Donald Trump, magnate inmobiliario y de la industria de los casinos, es ahora el modelo de famoso que triunfa en la política. Sus millones, sus esposas y sus groseras apariciones en un reality show donde ejercía de patrón despiadado le reportaron enorme popularidad. Aupándose sobre esa base mediática, decidió competir por la candidatura republicana a las presidenciales del 2016. Y, tras prodigar comentarios racistas y sexistas, así como ataques a la li- bertad de prensa, encabeza ahora los sondeos. El electorado ama a los triunfadores. Pero –¡ay!– también es voluble. Nada más conocer la candidatura de West, Miley Cyrus, sicalíptica presentadora de la gala de los MTV y paradigma de celebridad insustancial, proclamó ante las cámaras: “¡Trump, tenías mi voto! ¡Pero ahora quiero que West sea presidente!”.
A escala más modesta, esta vecindad, e incluso promiscuidad, entre famosos y políticos se da también en Catalunya.
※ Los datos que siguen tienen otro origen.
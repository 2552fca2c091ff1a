use std::collections::HashMap;
use std::sync::RwLock;

use crate::error::StoreResult;
use crate::traits::DocumentStore;

/// In-memory, HashMap-based document fingerprint table.
///
/// All entries are held behind a `RwLock` for safe concurrent access; this
/// lock is independent of any chain lock, since the table and the chain are
/// logically separate stores.
pub struct InMemoryDocumentStore {
    entries: RwLock<HashMap<String, String>>,
}

impl InMemoryDocumentStore {
    /// Create a new empty table.
    pub fn new() -> Self {
        Self {
            entries: RwLock::new(HashMap::new()),
        }
    }
}

impl Default for InMemoryDocumentStore {
    fn default() -> Self {
        Self::new()
    }
}

impl DocumentStore for InMemoryDocumentStore {
    fn get(&self, document_id: &str) -> StoreResult<Option<String>> {
        let map = self.entries.read().expect("lock poisoned");
        Ok(map.get(document_id).cloned())
    }

    fn put_if_absent(&self, document_id: &str, fingerprint: String) -> StoreResult<String> {
        let mut map = self.entries.write().expect("lock poisoned");
        let winner = map
            .entry(document_id.to_string())
            .or_insert(fingerprint);
        Ok(winner.clone())
    }

    fn put(&self, document_id: &str, fingerprint: String) -> StoreResult<()> {
        let mut map = self.entries.write().expect("lock poisoned");
        map.insert(document_id.to_string(), fingerprint);
        Ok(())
    }

    fn len(&self) -> usize {
        self.entries.read().expect("lock poisoned").len()
    }
}

#[cfg(test)]
mod tests {
    use super::*;

    #[test]
    fn get_on_empty_table_is_none() {
        let store = InMemoryDocumentStore::new();
        assert_eq!(store.get("doc-1").unwrap(), None);
        assert!(store.is_empty());
    }

    #[test]
    fn put_if_absent_first_write_wins() {
        let store = InMemoryDocumentStore::new();
        let first = store.put_if_absent("doc-1", "aaaa".into()).unwrap();
        let second = store.put_if_absent("doc-1", "bbbb".into()).unwrap();
        assert_eq!(first, "aaaa");
        assert_eq!(second, "aaaa");
        assert_eq!(store.get("doc-1").unwrap(), Some("aaaa".into()));
        assert_eq!(store.len(), 1);
    }

    #[test]
    fn put_overwrites() {
        let store = InMemoryDocumentStore::new();
        store.put("doc-1", "aaaa".into()).unwrap();
        store.put("doc-1", "bbbb".into()).unwrap();
        assert_eq!(store.get("doc-1").unwrap(), Some("bbbb".into()));
        assert_eq!(store.len(), 1);
    }

    #[test]
    fn put_then_put_if_absent_keeps_stored_value() {
        let store = InMemoryDocumentStore::new();
        store.put("doc-1", "stored".into()).unwrap();
        let winner = store.put_if_absent("doc-1", "issued".into()).unwrap();
        assert_eq!(winner, "stored");
    }

    #[test]
    fn keys_are_independent() {
        let store = InMemoryDocumentStore::new();
        store.put("doc-1", "aaaa".into()).unwrap();
        store.put("doc-2", "bbbb".into()).unwrap();
        assert_eq!(store.get("doc-1").unwrap(), Some("aaaa".into()));
        assert_eq!(store.get("doc-2").unwrap(), Some("bbbb".into()));
        assert_eq!(store.len(), 2);
    }

    #[test]
    fn concurrent_issuance_converges_on_one_value() {
        use std::sync::Arc;

        let store = Arc::new(InMemoryDocumentStore::new());
        let mut handles = Vec::new();
        for i in 0..8 {
            let store = Arc::clone(&store);
            handles.push(std::thread::spawn(move || {
                store
                    .put_if_absent("doc-1", format!("fingerprint-{i}"))
                    .unwrap()
            }));
        }

        let winners: Vec<String> = handles.into_iter().map(|h| h.join().unwrap()).collect();
        let stored = store.get("doc-1").unwrap().unwrap();
        assert!(winners.iter().all(|w| *w == stored));
    }
}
En la lista de Junts pel Sí, sin ir más lejos. Veo en ella a personas que no han sido enroladas debido a su talento político o a su experien- cia en la administración, sino por su notoriedad y por la capacidad de arrastre que se les supone. Veo, por ejemplo, al futbolista Pep Guardiola. O al cantante Lluís Llach. O a las actrices Montse Carulla y Sílvia Bel. O, más allá de la citada lista, a Karmele Marchante, cuyo asombroso currículo enlaza etapas de feminismo radical, de cotilleo gritón en la telebasura y, ahora, de tertuliana soberanista fichada por la emisora pública Catalunya Radio.
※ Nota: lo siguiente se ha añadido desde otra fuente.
use sha2::{Digest, Sha256};

use idl_types::BlockHash;

/// Domain-separated SHA-256 content hasher.
///
/// Each hasher carries a domain tag (e.g. `"idl-block-v1"`,
/// `"idl-document-v1"`) that is prepended to every hash computation. This
/// prevents cross-type hash collisions: a block preimage and a document
/// with identical bytes will produce different digests.
pub struct ContentHasher {
    domain: &'static str,
}

impl ContentHasher {
    /// Hasher for block seal preimages.
    pub const BLOCK: Self = Self {
        domain: "idl-block-v1",
    };
    /// Hasher for document fingerprints.
    pub const DOCUMENT: Self = Self {
        domain: "idl-document-v1",
    };
    /// Hasher for identity key derivation.
    pub const KEY: Self = Self {
        domain: "idl-key-v1",
    };

    /// Create a hasher with a custom domain tag.
    pub const fn new(domain: &'static str) -> Self {
        Self { domain }
    }

    /// Hash raw bytes with domain separation.
    pub fn hash(&self, data: &[u8]) -> BlockHash {
        self.hash_parts(&[data])
    }

    /// Hash a sequence of segments with domain separation.
    ///
    /// Segments are fed to the digest in order with no framing, so callers
    /// composing variable-length segments must keep fixed-width segments in
    /// front (the block preimage does).
    pub fn hash_parts(&self, parts: &[&[u8]]) -> BlockHash {
        let mut hasher = Sha256::new();
        hasher.update(self.domain.as_bytes());
        hasher.update(b":");
        for part in parts {
            hasher.update(part);
        }
        BlockHash::from_digest(hasher.finalize().into())
    }

    /// Hash a serializable value as JSON with domain separation.
    pub fn hash_json<T: serde::Serialize>(&self, value: &T) -> Result<BlockHash, HasherError> {
        let data =
            serde_json::to_vec(value).map_err(|e| HasherError::Serialization(e.to_string()))?;
        Ok(self.hash(&data))
    }

    /// Verify that data produces the expected hash.
    pub fn verify(&self, data: &[u8], expected: &BlockHash) -> bool {
        self.hash(data) == *expected
    }

    /// The domain tag used by this hasher.
    pub fn domain(&self) -> &str {
        self.domain
    }
}

/// Errors from hashing operations.
#[derive(Debug, thiserror::Error, PartialEq, Eq)]
pub enum HasherError {
    #[error("serialization error: {0}")]
    Serialization(String),
}

#[cfg(test)]
mod tests {
    use super::*;

    #[test]
    fn hash_is_deterministic() {
        let data = b"hello world";
        let h1 = ContentHasher::DOCUMENT.hash(data);
        let h2 = ContentHasher::DOCUMENT.hash(data);
        assert_eq!(h1, h2);
    }

    #[test]
    fn different_domains_produce_different_hashes() {
        let data = b"same content";
        let block_hash = ContentHasher::BLOCK.hash(data);
        let doc_hash = ContentHasher::DOCUMENT.hash(data);
        let key_hash = ContentHasher::KEY.hash(data);
        assert_ne!(block_hash, doc_hash);
        assert_ne!(block_hash, key_hash);
        assert_ne!(doc_hash, key_hash);
    }

    #[test]
    fn hash_parts_equals_concatenation() {
        let joined = ContentHasher::BLOCK.hash(b"abcdef");
        let split = ContentHasher::BLOCK.hash_parts(&[b"abc", b"def"]);
        assert_eq!(joined, split);
    }

    #[test]
    fn verify_correct_data() {
        let data = b"test data";
        let h = ContentHasher::DOCUMENT.hash(data);
        assert!(ContentHasher::DOCUMENT.verify(data, &h));
    }

    #[test]
    fn verify_incorrect_data() {
        let h = ContentHasher::DOCUMENT.hash(b"original");
        assert!(!ContentHasher::DOCUMENT.verify(b"tampered", &h));
    }

    #[test]
    fn hash_json_works() {
        let value = serde_json::json!({"key": "value", "num": 42});
        let h = ContentHasher::BLOCK.hash_json(&value).unwrap();
        assert!(!h.is_null());
    }

    #[test]
    fn custom_domain() {
        let hasher = ContentHasher::new("my-custom-domain-v1");
        let h = hasher.hash(b"data");
        assert_ne!(h, ContentHasher::DOCUMENT.hash(b"data"));
    }
}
Aunque este tipo de rostros seducen a parte del público, constato que sus argumentos difícilmente satisfarán a quienes prefieren la razón a la ilusión. Llach, en su estreno como cabeza de lista por Girona, justificó su deseo de independencia para Catalunya afirmando que ya contaba 67 años y que tenía prisa. Y Karmele Marchante acreditó su convicción independentista diciendo que cuando le piden apoyo a una causa siempre lo da.
La política debe estar abierta a todos los ciudadanos. Pero una buena gestión de la cosa pública requiere del concurso de personas con visión de futuro, inteligencia y experiencia. Los famosos, aunque en ocasiones sueñen lo contrario, son seres humanos corrientes. Su capacidad para contribuir a la mejora de la sociedad no es necesariamente equiparable a la que han demostrado para abrirse camino hacia el dinero o la fama. Porque, ante todo, y como advirtió ya en los años sesenta Daniel J. Boorstin, “las celebridades son personas conocidas por ser bien conocidas (...) y se distinguen porque su nombre vale mucho más que sus servicios”. Los políticos responsables deberían ser conscientes de ello –además de argumentar bien y no ocultar los riesgos de sus decisiones–, y deberían defender sus propuestas prescindiendo del plus de popularidad que les dan los famosos. En primer lugar, por decoro, Y, en segundo, porque en ocasiones se bastan y sobran para dar el espectáculo, sin necesidad de recurrir a los profesionales del show business.